**Task description:** Search the data below, and report every line in which "player" occurs.

Dataset entries
::::
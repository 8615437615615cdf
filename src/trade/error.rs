//! Trade failure taxonomy.
//!
//! All three failures are expected, frequent outcomes of normal play
//! (a player attempting a trade prematurely). None of them panic, and
//! the engine leaves all state unchanged on every failure path. The
//! `Display` text is the user-facing reason; hosts may present it
//! verbatim or localize it.

use thiserror::Error;

/// Why a proposed trade was rejected.
#[derive(Clone, Debug, PartialEq, Eq, Error)]
pub enum TradeError {
    /// The selection does not contain exactly 3 card ids.
    #[error("not exactly 3 selected")]
    NotExactlyThree,

    /// One or more selected ids do not resolve to cards currently held
    /// by the requesting player. Duplicate ids count once.
    #[error("cards do not belong to player")]
    NotOwned,

    /// The resolved 3 cards satisfy neither the three-of-a-kind nor
    /// the three-distinct rule under wildcard substitution.
    #[error("cards form neither three of a kind nor three distinct kinds")]
    IllegalCombination,
}

#[cfg(test)]
mod tests {
    use super::*;

    #[test]
    fn test_reason_strings() {
        assert_eq!(TradeError::NotExactlyThree.to_string(), "not exactly 3 selected");
        assert_eq!(TradeError::NotOwned.to_string(), "cards do not belong to player");
        assert_eq!(
            TradeError::IllegalCombination.to_string(),
            "cards form neither three of a kind nor three distinct kinds"
        );
    }
}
::::
**Answer space:**
//! (a player attempting a trade prematurely). None of them panic, and
    /// by the requesting player. Duplicate ids count once.
    #[error("cards do not belong to player")]
        assert_eq!(TradeError::NotOwned.to_string(), "cards do not belong to player");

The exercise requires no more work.